En compagnie d’Arkorak, il apprit à manipuler à peu près tout ce que Ganareth compte d’armes. Il apprit aussi à se mouvoir dans des armures très résistantes, tentant toujours de choisir les plus légères qui convenaient mieux à sa morphologie. Il en fut de même pour ses armes. Il choisissait de préférences celles d’origine Elfique parce qu’elles étaient en harmonie avec la magie qui l’habitait. Il parvint avec l’aide de son dieu à égaler la puissance des armes forgées par les nains.
Les années qui suivirent, Sylvadràn les passa à combattre aux côtés d’Arkorak qui s’étonnait sans cesse de la vaillance dont il faisait montre. Sylvadràn réussit à terrasser de nombreux ennemis. Il n’hésita pas un jour à en attaquer un qui faisait facilement dix fois sa taille. Il se trouva rapidement dans une situation plus que périlleuse et il s’en fallu de peu pour qu’Arkorak ne puisse pas le tirer des griffes du monstre. Sylvadràn était hors de lui, n’admettant pas avoir été dépassé par les événements. Arkorak ne se fâcha pas bien au contraire et il lui remit le brassard de géant. Arkorak par ce présent lui reconnaissait une foi et un courage dont sa taille ne rendait pas compte.

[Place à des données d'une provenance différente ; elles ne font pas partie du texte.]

use encoding_rs::Encoding;

use super::error::{BarcodeError, BarcodeResult};

// Character sets
// ISO-8859-1 is handled by hand, encoding_rs maps that label to windows-1252.
//------------------------------------------------------------------------------

#[derive(Debug, Clone, Copy, PartialEq, Eq)]
pub enum Charset {
    Latin1,
    Utf8,
    Other(&'static Encoding),
}

// ECI assignment numbers with their labels
static ECI_TABLE: [(u32, &str); 27] = [
    (0, "IBM437"),
    (1, "ISO-8859-1"),
    (2, "IBM437"),
    (3, "ISO-8859-1"),
    (4, "ISO-8859-2"),
    (5, "ISO-8859-3"),
    (6, "ISO-8859-4"),
    (7, "ISO-8859-5"),
    (8, "ISO-8859-6"),
    (9, "ISO-8859-7"),
    (10, "ISO-8859-8"),
    (11, "ISO-8859-9"),
    (12, "ISO-8859-10"),
    (13, "ISO-8859-11"),
    (15, "ISO-8859-13"),
    (16, "ISO-8859-14"),
    (17, "ISO-8859-15"),
    (18, "ISO-8859-16"),
    (20, "Shift_JIS"),
    (21, "windows-1250"),
    (22, "windows-1251"),
    (23, "windows-1252"),
    (24, "windows-1256"),
    (25, "UTF-16BE"),
    (26, "UTF-8"),
    (28, "Big5"),
    (29, "GB18030"),
];

impl Charset {
    pub fn for_label(label: &str) -> BarcodeResult<Self> {
        let label = label.trim();
        let is_latin1 = ["ISO-8859-1", "ISO8859_1", "ISO_8859_1", "LATIN1", "L1"]
            .iter()
            .any(|l| l.eq_ignore_ascii_case(label));
        if is_latin1 {
            return Ok(Self::Latin1);
        }
        match Encoding::for_label(label.as_bytes()) {
            Some(enc) if enc == encoding_rs::UTF_8 => Ok(Self::Utf8),
            Some(enc) => Ok(Self::Other(enc)),
            None => Err(BarcodeError::UnsupportedCharset),
        }
    }

    pub fn for_eci(eci: u32) -> Option<Self> {
        // US-ASCII decodes as Latin-1 without loss
        if eci == 27 || eci == 170 {
            return Some(Self::Latin1);
        }
        let (_, label) = ECI_TABLE.iter().find(|(v, _)| *v == eci)?;
        Self::for_label(label).ok()
    }

    pub fn eci(&self) -> Option<u32> {
        match self {
            Self::Latin1 => Some(3),
            Self::Utf8 => Some(26),
            Self::Other(enc) => ECI_TABLE
                .iter()
                .find(|(v, l)| *v > 3 && Encoding::for_label(l.as_bytes()) == Some(*enc))
                .map(|(v, _)| *v),
        }
    }

    pub fn encode(&self, text: &str) -> BarcodeResult<Vec<u8>> {
        match self {
            Self::Latin1 => text
                .chars()
                .map(|c| u8::try_from(c as u32).map_err(|_| BarcodeError::InvalidChar))
                .collect(),
            Self::Utf8 => Ok(text.as_bytes().to_vec()),
            Self::Other(enc) => {
                let (bytes, _, had_errors) = enc.encode(text);
                if had_errors || enc.output_encoding() != *enc {
                    return Err(BarcodeError::InvalidChar);
                }
                Ok(bytes.into_owned())
            }
        }
    }

    pub fn decode(&self, bytes: &[u8]) -> String {
        match self {
            Self::Latin1 => bytes.iter().map(|&b| b as char).collect(),
            Self::Utf8 => String::from_utf8_lossy(bytes).into_owned(),
            Self::Other(enc) => enc.decode_without_bom_handling(bytes).0.into_owned(),
        }
    }
}

/// Text of a byte segment that carried no ECI: UTF-8 when valid, else Latin-1.
pub fn guess_decode(bytes: &[u8], fallback: Option<Charset>) -> String {
    if let Some(cs) = fallback {
        return cs.decode(bytes);
    }
    match std::str::from_utf8(bytes) {
        Ok(s) => s.to_string(),
        Err(_) => Charset::Latin1.decode(bytes),
    }
}

#[cfg(test)]
mod charset_tests {
    use super::{guess_decode, Charset};
    use test_case::test_case;

    #[test_case("UTF-8", Some(26))]
    #[test_case("utf8", Some(26))]
    #[test_case("ISO-8859-1", Some(3))]
    #[test_case("Shift_JIS", Some(20))]
    #[test_case("windows-1251", Some(22))]
    fn test_eci(label: &str, eci: Option<u32>) {
        assert_eq!(Charset::for_label(label).unwrap().eci(), eci);
    }

    #[test]
    fn test_unknown_label() {
        assert!(Charset::for_label("klingon").is_err());
    }

    #[test]
    fn test_latin1_roundtrip() {
        let cs = Charset::Latin1;
        let bytes = cs.encode("café").unwrap();
        assert_eq!(bytes, vec![b'c', b'a', b'f', 0xE9]);
        assert_eq!(cs.decode(&bytes), "café");
        assert!(cs.encode("日本").is_err());
    }

    #[test]
    fn test_shift_jis() {
        let cs = Charset::for_eci(20).unwrap();
        let bytes = cs.encode("日本").unwrap();
        assert_eq!(cs.decode(&bytes), "日本");
    }

    #[test]
    fn test_guess() {
        assert_eq!(guess_decode("über".as_bytes(), None), "über");
        assert_eq!(guess_decode(&[0xFC, b'b'], None), "üb");
    }
}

A compter de ce jour, la taille de Sylvadràn devint égale à celle des adversaires qu’il fut amené à rencontrer et lui assura la victoire. Lorsqu’il forma à son tour des disciples, il se rendit compte que le brassard n’avait pas le même effet sur eux. Un jour, lors d’un entraînement, il faillit même perdre l’un d’entre eux. Sa taille avait bien égalé celle de l’adversaire mais au cours du combat, il reprit sa taille et faillit succomber aux assauts du Gorgoroth. L’humeur des dieux est parfois versatile, comme la foi de ceux qui les prient, il en va donc de même pour les grâces qu’ils accordent.